One of the best places, other than in my garden, to watch Cape Robin-Chats (Cossypha caffra) in action is Jack’s Picnic Site in the Addo Elephant National Park. There they have become so accustomed to the regular ebb and flow of human visitors that they happily perch in the shrubbery – and even on the picnic tables – while they watch out for a morsel of food. Here is a sample of some of the many photographs I have taken there of these absolutely delightful birds.

Occasionally a Cape Robin-chat will alight next to one’s vehicle as soon as the doors are open – quite ready to inspect the picnic fare.

Indeed, it has already found what may be a sunflower seed among the gravel – left by a previous visitor to the picnic site.

This one is perched on a wooden step leading down to a picnic site. Its gaze is quite intense.

You can tell that this Cape Robin-chat has a wary look about it.

This youngster is already learning the ropes and is keenly watching the ground on the off chance that some food might appear.

26 thoughts on “WATCHING A CAPE ROBIN-CHAT

  1. And very different from our robins.

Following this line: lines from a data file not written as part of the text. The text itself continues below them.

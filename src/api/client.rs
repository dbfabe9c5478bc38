use async_trait::async_trait;
use color_eyre::{eyre::eyre, Result};
use reqwest::header::{HeaderMap, HeaderValue, ACCEPT, ACCEPT_LANGUAGE, AUTHORIZATION, CONTENT_TYPE};
use serde::de::DeserializeOwned;
use tracing::debug;
use url::Url;

use super::types::{
  Country, Currency, GeoLocationMatch, IdList, Industry, Job, JobSearch, JobSearchResults,
  JobType, SalaryBands, SalaryFrequency, ValueListEntry, WebServiceVersionInfo,
};
use super::xml;
use crate::config::Config;

/// Operations of the JobServe jobs API.
///
/// Every call is a single request; nothing is cached at this level.
#[async_trait]
pub trait JobServeApi: Send + Sync {
  async fn version(&self) -> Result<WebServiceVersionInfo>;

  async fn countries(&self) -> Result<Vec<Country>>;

  async fn currencies(&self) -> Result<Vec<Currency>>;

  async fn industries(&self) -> Result<Vec<Industry>>;

  async fn job_types(&self) -> Result<Vec<JobType>>;

  /// The search the website starts from
  async fn search_defaults(&self) -> Result<JobSearch>;

  /// Value lists keyed by the JobSearch member they apply to
  async fn search_value_lists(&self) -> Result<Vec<ValueListEntry>>;

  async fn salary_frequencies(&self) -> Result<Vec<SalaryFrequency>>;

  /// Salary bands, narrowed by whichever arguments are given.
  ///
  /// A currency needs a country and a frequency needs a currency.
  async fn salary_bands(
    &self,
    country: Option<&str>,
    currency: Option<&str>,
    frequency: Option<&str>,
  ) -> Result<Vec<SalaryBands>>;

  /// Resolve the closest known location to a point
  async fn geo_locate(
    &self,
    latitude: f64,
    longitude: f64,
    max_distance: Option<f64>,
  ) -> Result<GeoLocationMatch>;

  async fn search(&self, search: &JobSearch) -> Result<JobSearchResults>;

  async fn job(&self, id: &str) -> Result<Job>;

  async fn jobs(&self, ids: &[String]) -> Result<Vec<Job>>;
}

/// HTTP client for the JobServe API
#[derive(Clone)]
pub struct JobServeClient {
  /// Requests gzip/deflate encoded responses
  compressed: reqwest::Client,
  plain: reqwest::Client,
  base: Url,
}

impl JobServeClient {
  pub fn new(config: &Config) -> Result<Self> {
    let token = config.api_token()?;
    let scheme = if config.api.secure { "https" } else { "http" };
    let base = Url::parse(&format!("{}://{}/", scheme, config.api.host))
      .map_err(|e| eyre!("Invalid API host {}: {}", config.api.host, e))?;

    let mut headers = HeaderMap::new();
    headers.insert(
      AUTHORIZATION,
      HeaderValue::from_str(&format!("Token {}", token))
        .map_err(|e| eyre!("Invalid API token: {}", e))?,
    );
    headers.insert(ACCEPT, HeaderValue::from_static("application/xml"));
    headers.insert(
      ACCEPT_LANGUAGE,
      HeaderValue::from_str(&config.api.language)
        .map_err(|e| eyre!("Invalid language {}: {}", config.api.language, e))?,
    );

    let build = |compress: bool| {
      reqwest::Client::builder()
        .default_headers(headers.clone())
        .gzip(compress)
        .deflate(compress)
        .build()
        .map_err(|e| eyre!("Failed to create HTTP client: {}", e))
    };

    Ok(Self {
      compressed: build(true)?,
      plain: build(false)?,
      base,
    })
  }

  fn http(&self, compress: bool) -> &reqwest::Client {
    if compress {
      &self.compressed
    } else {
      &self.plain
    }
  }

  async fn get_body(&self, url: Url, compress: bool) -> Result<String> {
    debug!(%url, compress, "GET");
    let response = self
      .http(compress)
      .get(url.clone())
      .send()
      .await
      .map_err(|e| eyre!("Request to {} failed: {}", url, e))?
      .error_for_status()
      .map_err(|e| eyre!("Request to {} failed: {}", url, e))?;

    response
      .text()
      .await
      .map_err(|e| eyre!("Failed to read response from {}: {}", url, e))
  }

  async fn post_body(&self, url: Url, body: String, compress: bool) -> Result<String> {
    debug!(%url, compress, "POST");
    let response = self
      .http(compress)
      .post(url.clone())
      .header(CONTENT_TYPE, "application/xml")
      .body(body)
      .send()
      .await
      .map_err(|e| eyre!("Request to {} failed: {}", url, e))?
      .error_for_status()
      .map_err(|e| eyre!("Request to {} failed: {}", url, e))?;

    response
      .text()
      .await
      .map_err(|e| eyre!("Failed to read response from {}: {}", url, e))
  }

  async fn get<T: DeserializeOwned>(&self, segments: &[&str], compress: bool) -> Result<T> {
    let body = self.get_body(endpoint(&self.base, segments)?, compress).await?;
    xml::from_str(&body)
  }

  async fn get_list<T: DeserializeOwned>(&self, segments: &[&str], compress: bool) -> Result<Vec<T>> {
    let body = self.get_body(endpoint(&self.base, segments)?, compress).await?;
    xml::from_list(&body)
  }
}

#[async_trait]
impl JobServeApi for JobServeClient {
  async fn version(&self) -> Result<WebServiceVersionInfo> {
    self.get(&["Version"], false).await
  }

  async fn countries(&self) -> Result<Vec<Country>> {
    self.get_list(&["Countries"], true).await
  }

  async fn currencies(&self) -> Result<Vec<Currency>> {
    self.get_list(&["Currencies"], true).await
  }

  async fn industries(&self) -> Result<Vec<Industry>> {
    self.get_list(&["Industries"], true).await
  }

  async fn job_types(&self) -> Result<Vec<JobType>> {
    self.get_list(&["JobTypes"], false).await
  }

  async fn search_defaults(&self) -> Result<JobSearch> {
    self.get(&["JobSearchDefaults"], false).await
  }

  async fn search_value_lists(&self) -> Result<Vec<ValueListEntry>> {
    self.get_list(&["JobSearchValueLists"], true).await
  }

  async fn salary_frequencies(&self) -> Result<Vec<SalaryFrequency>> {
    self.get_list(&["Salaries", "Frequencies"], false).await
  }

  async fn salary_bands(
    &self,
    country: Option<&str>,
    currency: Option<&str>,
    frequency: Option<&str>,
  ) -> Result<Vec<SalaryBands>> {
    let segments = salary_segments(country, currency, frequency)?;
    self.get_list(&segments, true).await
  }

  async fn geo_locate(
    &self,
    latitude: f64,
    longitude: f64,
    max_distance: Option<f64>,
  ) -> Result<GeoLocationMatch> {
    let url = location_url(&self.base, latitude, longitude, max_distance)?;
    let body = self.get_body(url, false).await?;
    xml::from_str(&body)
  }

  async fn search(&self, search: &JobSearch) -> Result<JobSearchResults> {
    let body = xml::to_wire("JobSearch", search)?;
    let response = self
      .post_body(endpoint(&self.base, &["Jobs"])?, body, true)
      .await?;
    xml::from_str(&response)
  }

  async fn job(&self, id: &str) -> Result<Job> {
    let id = id.trim();
    if id.is_empty() {
      return Err(eyre!("A job ID is required"));
    }
    self.get(&["Jobs", id], true).await
  }

  async fn jobs(&self, ids: &[String]) -> Result<Vec<Job>> {
    if ids.is_empty() {
      return Err(eyre!("At least one job ID is required"));
    }
    if ids.iter().any(|id| id.trim().is_empty()) {
      return Err(eyre!("Job IDs cannot be blank"));
    }
    let ids: IdList = ids.iter().map(|id| id.trim()).collect();
    let body = xml::to_wire("IDCollection", &ids)?;
    let response = self
      .post_body(endpoint(&self.base, &["Jobs", "List"])?, body, true)
      .await?;
    xml::from_list(&response)
  }
}

/// Append path segments to the API root, escaping each one.
fn endpoint(base: &Url, segments: &[&str]) -> Result<Url> {
  let mut url = base.clone();
  url
    .path_segments_mut()
    .map_err(|_| eyre!("API base {} cannot take a path", base))?
    .pop_if_empty()
    .extend(segments);
  Ok(url)
}

fn salary_segments<'a>(
  country: Option<&'a str>,
  currency: Option<&'a str>,
  frequency: Option<&'a str>,
) -> Result<Vec<&'a str>> {
  let given = |value: Option<&'a str>| value.map(str::trim).filter(|v| !v.is_empty());
  let (country, currency, frequency) = (given(country), given(currency), given(frequency));

  if currency.is_some() && country.is_none() {
    return Err(eyre!("A country must be provided if a currency is provided"));
  }
  if frequency.is_some() && currency.is_none() {
    return Err(eyre!("A currency must be provided if a frequency is provided"));
  }

  let mut segments = vec!["Salaries"];
  segments.extend([country, currency, frequency].into_iter().flatten());
  Ok(segments)
}

fn location_url(base: &Url, latitude: f64, longitude: f64, max_distance: Option<f64>) -> Result<Url> {
  let (latitude, longitude) = (latitude.to_string(), longitude.to_string());
  let mut url = endpoint(base, &["Locations", &latitude, &longitude])?;
  if let Some(distance) = max_distance.filter(|d| *d != 0.0) {
    url
      .query_pairs_mut()
      .append_pair("maxDistance", &distance.to_string());
  }
  Ok(url)
}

When spring comes, I will try to get a picture so that you can see the difference. Yours is such a darling bird. I especially the white stripes above the eyes. They give the impression of emphatic eyebrows.

    Liked by 1 person

  2. I’m woken up every morning by the delightfully tuneful song/chatter of a pair that inhabit our garden. They’ve produced two lots of offspring in the past few months and we feel so very blessed sharing our space with them. They are fed mealworms twice daily and come looking for me if I’m a bit late.
    Your photos as always are quite lovely, Anne!

    Liked by 1 person

    • What a blessing it is to have the opportunity to watch their families grow! Thank you for your kind words, Desirée, which I really appreciate.